James: Anne-Laure, welcome to the podcast. How are you doing? 

Anne-Laure: Great. Thanks for having me.

James: Good to have you. Tell me a little bit more about Ness Labs for people who don't know? What's it all about?

Anne-Laure: Ness Labs is a platform for ambitious makers, knowledge workers, creators who want to be their most productive and creative without sacrificing or mental health, and so it offers content, a community, and also coaching for people to achieve these goals.

 James: Yeah. And where did you come up with the idea? 

Anne-Laure: I both at Google and while working at startups, I went through burnout and I think lots of ambitious people have this experience at some point in their work life. And when I was looking for resources to help me go through this, there's actually wasn't much out there. So it started with this goal of helping people really taking care of their mental health at work.

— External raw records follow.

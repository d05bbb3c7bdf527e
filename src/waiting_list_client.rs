//! src/waiting_list_client.rs

use crate::domain::WaitingListFormData;
use crate::form_controller::{SubmissionReply, SubmitRejected, WaitingListForm};
use crate::routes::WaitingListResponse;
use crate::spreadsheet_client::SpreadsheetClient;
use reqwest::{Client, Url};
use std::time::{Duration, Instant};

/// Where a form submission is sent.
#[derive(Debug, Clone)]
pub enum SubmissionBackend {
    /// `POST {base_url}/api/waiting-list`
    Api { http_client: Client, endpoint: Url },
    /// The sheet script the landing page used before the API existed.
    SpreadsheetScript(SpreadsheetClient),
}

/// Carries a `WaitingListForm` submission to the backend and feeds the
/// answer back into the form.
#[derive(Debug, Clone)]
pub struct WaitingListClient {
    backend: SubmissionBackend,
}

impl WaitingListClient {
    /// `base_url` may carry a path prefix; the route is resolved below it.
    pub fn for_api(base_url: &str, timeout: Duration) -> Result<Self, anyhow::Error> {
        let mut base = Url::parse(base_url)?;
        if !base.path().ends_with('/') {
            let path = format!("{}/", base.path());
            base.set_path(&path);
        }
        let endpoint = base.join("api/waiting-list")?;
        let http_client = Client::builder().timeout(timeout).build()?;
        Ok(Self {
            backend: SubmissionBackend::Api {
                http_client,
                endpoint,
            },
        })
    }

    pub fn for_spreadsheet(client: SpreadsheetClient) -> Self {
        Self {
            backend: SubmissionBackend::SpreadsheetScript(client),
        }
    }

    /// Submits the form once. A rejected submit leaves the form as
    /// `begin_submit` left it and sends nothing.
    #[tracing::instrument(name = "Submitting the waiting list form", skip_all)]
    pub async fn submit(&self, form: &mut WaitingListForm) -> Result<(), SubmitRejected> {
        let payload = form.begin_submit()?;
        match self.send(&payload).await {
            Ok(reply) => form.complete(reply, Instant::now()),
            Err(e) => {
                tracing::warn!(
                    error.cause_chain = ?e,
                    error.message = %e,
                    "Waiting list submission did not get an answer"
                );
                form.fail();
            }
        }
        Ok(())
    }

    async fn send(&self, payload: &WaitingListFormData) -> Result<SubmissionReply, anyhow::Error> {
        match &self.backend {
            SubmissionBackend::Api {
                http_client,
                endpoint,
            } => {
                let response = http_client
                    .post(endpoint.clone())
                    .json(payload)
                    .send()
                    .await?;
                let status = response.status().as_u16();
                let body = response.json::<WaitingListResponse>().await?;
                Ok(SubmissionReply::from_api(status, body))
            }
            SubmissionBackend::SpreadsheetScript(client) => {
                let reply = client.submit(payload).await?;
                Ok(SubmissionReply {
                    status: reply.status.as_u16(),
                    success: reply.response.is_success(),
                    message: reply.response.message().map(str::to_owned),
                    error: None,
                })
            }
        }
    }
}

I've always been fascinated with how the mind works, how the brain works, how do we think, or where do ideas come from? How do we make decisions? So that's always been an area that I've been really curious about.

James: Yeah, absolutely.   Where are you at now in terms of subscribers and revenue with Ness Labs? And was it always generating revenue?

Anne-Laure: So  in the first six months of Ness Labs, most of the revenue was coming from sponsors. And I didn't really like this model because it meant having to chase them, a lot of back and forth. Also quite irregular revenue where some weeks, I have three sponsors reaching out and saying, "hey, can I start with the newsletter?"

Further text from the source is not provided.